Séminaire au DIC: «Le pouvoir recombinant du langage» par Nicolas Goulet et Léo Boisvert
Séminaire ayant lieu dans le cadre du Doctorat en informatique cognitive, en collaboration avec le centre de recherche CRIA
TITRE : Le pouvoir recombinant du langage
Nicolas GOULET et Léo BOISVERT
Jeudi le 10 septembre 2026 à 10h30
Local PK-5115 (Il est possible d'y assister en virtuel en vous inscrivant ici)
RÉSUMÉ
Tout dictionnaire complet peut être représenté comme un graphe définitionnel, où chaque mot-contenu (nom, verbe, adjectif, adverbe) renvoie, par sa définition, à d'autres mots-contenu. Nos travaux antérieurs ont montré que chaque graphe dictionnairique possède un « MinSet » : le plus petit ensemble de mots-contenu dont le référent doit être appris directement — par les sens et l'action — à partir duquel tous les autres mots-contenu peuvent être définis de façon purement récursive. Ce MinSet s'est révélé étonnamment petit : environ 1 % des mots-contenu. Cet exposé présente une généralisation de ce résultat : au lieu de ne considérer que le premier sens de chaque mot, nous désambiguïsons l'ensemble des sens de chaque mot-contenu, dans plusieurs dictionnaires anglais ainsi que dans de nouveaux dictionnaires en plusieurs langues. Bien que le nombre total de mots-contenu augmente considérablement une fois les sens désambiguïsés, la taille du MinSet ne croît que modérément, et ce profil se retrouve à travers les dictionnaires et les langues. Ce résultat renforce l'idée qu'un très petit noyau de mots ancrés sensorimoteurs suffit à engendrer, par recombinaison seule, la totalité du lexique — avec des implications pour l'apprentissage du langage chez l'enfant, la pédagogie, et les limites des grands modèles de langage, qui n'ont accès qu'à la recombinaison, jamais à l'ancrage direct.
BIOGRAPHIE
Nicolas GOULET est doctorant en sciences des données à HEC et Mila. Il a étudié les bases neurales du comportement avant d'entamer une maîtrise en informatique et IA à l'UQAM dirigé par É. Harnad et A. Blondin Massé. Dirigées par T. Maharaj au Errata Lab, ses recherches doctorales lient l’apprentissage du langage, les fondements mathématiques de la perception catégorielle dans les LLMs et l’ancrage des symboles. Il s’intéresse aussi à la neuroscience, la sentience, et divers aspects de l’informatique-mathématique.

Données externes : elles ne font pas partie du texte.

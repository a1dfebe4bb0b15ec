//! Newest-event lookups on the info relays, and author write relay resolution.
//!
//! A [`NewestEventCache`] remembers the newest event of one kind per pubkey:
//! write relay lists (found through `#p`), profile metadata and contact lists.
//! Missing entries are fetched from the info relays; concurrent lookups for the
//! same pubkey share one request.

use std::collections::{HashMap, HashSet};
use std::future::Future;
use std::sync::Arc;
use std::time::Duration;

use async_trait::async_trait;
use futures::future::{BoxFuture, FutureExt, Shared};
use parking_lot::Mutex;
use tokio::sync::oneshot;
use tokio::time::timeout;
use tracing::{debug, warn};

use crate::config::SubscriptionOptions;
use crate::error::{ClientError, Result};
use crate::event::{Event, get_event_hash};
use crate::filter::Filter;
use crate::on_event::{on_eose, on_event};
use crate::pool::RelayPool;

/// Looks up the relays an author publishes to.
#[async_trait]
pub trait WriteRelayResolver: Send + Sync {
    async fn write_relays(&self, pool: &RelayPool, pubkey: &str) -> Result<Vec<String>>;
}

/// Resolves write relays from the pool's write relay cache, fetching the
/// list from the info relays when it is not cached.
#[derive(Debug, Clone, Copy, Default)]
pub struct NewestEventWriteRelays;

#[async_trait]
impl WriteRelayResolver for NewestEventWriteRelays {
    async fn write_relays(&self, pool: &RelayPool, pubkey: &str) -> Result<Vec<String>> {
        let lookup_failed = |reason: String| ClientError::WriteRelayLookup {
            pubkey: pubkey.to_string(),
            reason,
        };
        let event = pool
            .fetch_write_relays_event(pubkey)
            .await
            .map_err(|e| lookup_failed(e.to_string()))?;
        parse_relay_list(&event.content).map_err(lookup_failed)
    }
}

/// Fixed pubkey to relays table.
#[derive(Debug, Clone, Default)]
pub struct StaticWriteRelays {
    relays: HashMap<String, Vec<String>>,
}

impl StaticWriteRelays {
    pub fn new() -> Self {
        Self::default()
    }

    pub fn with(mut self, pubkey: impl Into<String>, relays: Vec<String>) -> Self {
        self.relays.insert(pubkey.into(), relays);
        self
    }
}

#[async_trait]
impl WriteRelayResolver for StaticWriteRelays {
    async fn write_relays(&self, _pool: &RelayPool, pubkey: &str) -> Result<Vec<String>> {
        self.relays
            .get(pubkey)
            .cloned()
            .ok_or_else(|| ClientError::WriteRelayLookup {
                pubkey: pubkey.to_string(),
                reason: "unknown author".to_string(),
            })
    }
}

/// Parse write relay list content: a JSON array of relay URLs.
pub fn parse_relay_list(content: &str) -> std::result::Result<Vec<String>, String> {
    serde_json::from_str::<Vec<String>>(content)
        .map_err(|e| format!("malformed relay list: {}", e))
}

type Lookup = Shared<BoxFuture<'static, Option<Event>>>;

struct Inner {
    kind: u16,
    info_relays: Vec<String>,
    use_p_tags: bool,
    lookup_timeout: Duration,
    data: Mutex<HashMap<String, Event>>,
    in_flight: Mutex<HashMap<String, Lookup>>,
}

/// Newest event of one kind per pubkey.
#[derive(Clone)]
pub struct NewestEventCache {
    inner: Arc<Inner>,
}

impl std::fmt::Debug for NewestEventCache {
    fn fmt(&self, f: &mut std::fmt::Formatter<'_>) -> std::fmt::Result {
        f.debug_struct("NewestEventCache")
            .field("kind", &self.inner.kind)
            .field("cached", &self.inner.data.lock().len())
            .finish()
    }
}

impl NewestEventCache {
    /// With `use_p_tags` the event is looked up by a `p` tag naming the pubkey
    /// instead of by author.
    pub fn new(kind: u16, info_relays: Vec<String>, use_p_tags: bool, lookup_timeout: Duration) -> Self {
        let mut unique: Vec<String> = Vec::with_capacity(info_relays.len());
        for relay in info_relays {
            if !unique.contains(&relay) {
                unique.push(relay);
            }
        }
        Self {
            inner: Arc::new(Inner {
                kind,
                info_relays: unique,
                use_p_tags,
                lookup_timeout,
                data: Mutex::new(HashMap::new()),
                in_flight: Mutex::new(HashMap::new()),
            }),
        }
    }

    pub fn kind(&self) -> u16 {
        self.inner.kind
    }

    pub fn cached(&self, pubkey: &str) -> Option<Event> {
        self.inner.data.lock().get(pubkey).cloned()
    }

    /// Store an event unless a newer one is already cached.
    pub fn set(&self, pubkey: &str, event: Event) {
        let mut data = self.inner.data.lock();
        match data.get(pubkey) {
            Some(current) if current.created_at >= event.created_at => {}
            _ => {
                data.insert(pubkey.to_string(), event);
            }
        }
    }

    /// Store a write relay list for `pubkey` as an unsigned event.
    pub fn set_write_relays(&self, pubkey: &str, relays: &[String], created_at: u64) {
        let content = serde_json::Value::from(relays.to_vec()).to_string();
        let tags = vec![vec!["p".to_string(), pubkey.to_string()]];
        let id = get_event_hash(pubkey, created_at, self.inner.kind, &tags, &content)
            .unwrap_or_default();
        self.set(
            pubkey,
            Event {
                id,
                pubkey: pubkey.to_string(),
                created_at,
                kind: self.inner.kind,
                tags,
                content,
                sig: String::new(),
            },
        );
    }

    pub fn filter(&self, pubkey: &str) -> Filter {
        let filter = Filter::new().kinds(vec![self.inner.kind]);
        if self.inner.use_p_tags {
            filter.pubkey_refs(vec![pubkey.to_string()])
        } else {
            filter.authors(vec![pubkey.to_string()])
        }
    }

    /// Cached event for `pubkey`, or the newest one the info relays return.
    pub async fn get(&self, pubkey: &str, pool: &RelayPool) -> Result<Event> {
        if let Some(event) = self.cached(pubkey) {
            return Ok(event);
        }

        let lookup = self
            .inner
            .in_flight
            .lock()
            .entry(pubkey.to_string())
            .or_insert_with(|| self.lookup(pubkey, pool.clone()).boxed().shared())
            .clone();
        let found = lookup.await;
        self.inner.in_flight.lock().remove(pubkey);

        match found {
            Some(event) => {
                self.set(pubkey, event.clone());
                Ok(self.cached(pubkey).unwrap_or(event))
            }
            None => Err(ClientError::NotFound(format!(
                "kind {} for {} on info relays {}",
                self.inner.kind,
                pubkey,
                self.inner.info_relays.join(",")
            ))),
        }
    }

    /// Query the info relays until each sent EOSE or the lookup times out.
    fn lookup(&self, pubkey: &str, pool: RelayPool) -> impl Future<Output = Option<Event>> + Send + 'static {
        let filter = self.filter(pubkey);
        let relays = self.inner.info_relays.clone();
        let lookup_timeout = self.inner.lookup_timeout;
        let pubkey = pubkey.to_string();

        async move {
            debug!("Looking up {} on {:?}", pubkey, relays);
            let newest: Arc<Mutex<Option<Event>>> = Arc::new(Mutex::new(None));
            let sink = Arc::clone(&newest);
            let record = on_event(move |event, _, _| {
                let mut newest = sink.lock();
                if newest
                    .as_ref()
                    .is_none_or(|current| event.created_at > current.created_at)
                {
                    *newest = Some(event.clone());
                }
            });

            let (done_tx, done) = oneshot::channel::<()>();
            let done_tx = Mutex::new(Some(done_tx));
            let eosed: Mutex<HashSet<String>> = Mutex::new(HashSet::new());
            let expected = relays.len();
            let finish = on_eose(move |relay, _| {
                let mut eosed = eosed.lock();
                eosed.insert(relay.to_string());
                if eosed.len() >= expected
                    && let Some(tx) = done_tx.lock().take()
                {
                    let _ = tx.send(());
                }
            });

            let handle = match pool
                .subscribe(
                    vec![filter],
                    Some(relays),
                    record,
                    None,
                    Some(finish),
                    SubscriptionOptions::default(),
                )
                .await
            {
                Ok(handle) => handle,
                Err(e) => {
                    warn!("Lookup for {} failed: {}", pubkey, e);
                    return None;
                }
            };

            if timeout(lookup_timeout, done).await.is_err() {
                debug!("Lookup for {} timed out", pubkey);
            }
            handle.cancel();
            newest.lock().take()
        }
    }
}

#[cfg(test)]
mod tests {
    use super::*;
    use crate::event::KIND_WRITE_RELAYS;

    fn cache() -> NewestEventCache {
        NewestEventCache::new(
            KIND_WRITE_RELAYS,
            vec!["wss://a".to_string(), "wss://a".to_string()],
            true,
            Duration::from_secs(1),
        )
    }

    #[test]
    fn test_parse_relay_list() {
        assert_eq!(
            parse_relay_list(r#"["wss://a","wss://b"]"#).unwrap(),
            vec!["wss://a", "wss://b"]
        );
        assert!(parse_relay_list("wss://a").is_err());
        assert!(parse_relay_list(r#"{"wss://a":{}}"#).is_err());
    }

    #[test]
    fn test_set_write_relays_keeps_newest() {
        let cache = cache();
        let pubkey = "f".repeat(64);
        cache.set_write_relays(&pubkey, &["wss://new".to_string()], 200);
        cache.set_write_relays(&pubkey, &["wss://old".to_string()], 100);

        let event = cache.cached(&pubkey).unwrap();
        assert_eq!(event.created_at, 200);
        assert_eq!(parse_relay_list(&event.content).unwrap(), vec!["wss://new"]);
        assert_eq!(event.tag_values("p").collect::<Vec<_>>(), vec![pubkey.as_str()]);
        assert_eq!(event.id.len(), 64);
    }

    #[test]
    fn test_filter_by_p_tag_or_author() {
        let by_tag = cache().filter("abc");
        assert_eq!(by_tag.tags.get("#p"), Some(&vec!["abc".to_string()]));
        assert_eq!(by_tag.authors, None);

        let by_author =
            NewestEventCache::new(0, vec![], false, Duration::from_secs(1)).filter("abc");
        assert_eq!(by_author.authors, Some(vec!["abc".to_string()]));
    }

    #[tokio::test]
    async fn test_seeded_entries_skip_lookup() {
        let pool = RelayPool::new(crate::config::PoolOptions::default()).unwrap();
        let pubkey = "a".repeat(64);
        pool.set_write_relays_for_pubkey(&pubkey, &["wss://relay.example.com".to_string()], 10);

        let relays = NewestEventWriteRelays.write_relays(&pool, &pubkey).await.unwrap();
        assert_eq!(relays, vec!["wss://relay.example.com"]);
        assert!(pool.relay_urls().is_empty());
        pool.close().await;
    }

    #[tokio::test]
    async fn test_static_resolver() {
        let pool = RelayPool::new(crate::config::PoolOptions::default()).unwrap();
        let resolver = StaticWriteRelays::new().with("alice", vec!["wss://a".to_string()]);

        assert_eq!(resolver.write_relays(&pool, "alice").await.unwrap(), vec!["wss://a"]);
        assert!(matches!(
            resolver.write_relays(&pool, "bob").await,
            Err(ClientError::WriteRelayLookup { .. })
        ));
        pool.close().await;
    }
}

Léo BOISVERT est doctorant en génie informatique à Polytechnique Montréal et Mila, et est chercheur invité à ServiceNow Research. Sa recherche se concentre sur les enjeux de sécurité des systèmes d’IA agentive. Au travers de son travail de chroniqueurs dans les médias et de conseiller, il cherche à démocratiser la littératie des systèmes agentiques et d’IA modernes.
RÉFÉRENCES
Navigli, R. (2026). Is word sense disambiguation dead in the LLM era? Proceedings of the AAAI Conference on Artificial Intelligence (Vol. 40, No. 46, pp. 39753-39762).
Meconi, D., Stirpe, S., Martelli, F., Lavalle, L., & Navigli, R. (2025). Do large language models understand word senses? In Proceedings of the 2025 Conference on Empirical Methods in Natural Language Processing (pp. 33885-33904).
Goulet, N., Massé, A. B., & Abdendi, M. (2025). Approaching the Source of Symbol Grounding with Confluent Reductions of Abstract Meaning Representation Directed Graphs. arXiv preprint arXiv:2508.11068.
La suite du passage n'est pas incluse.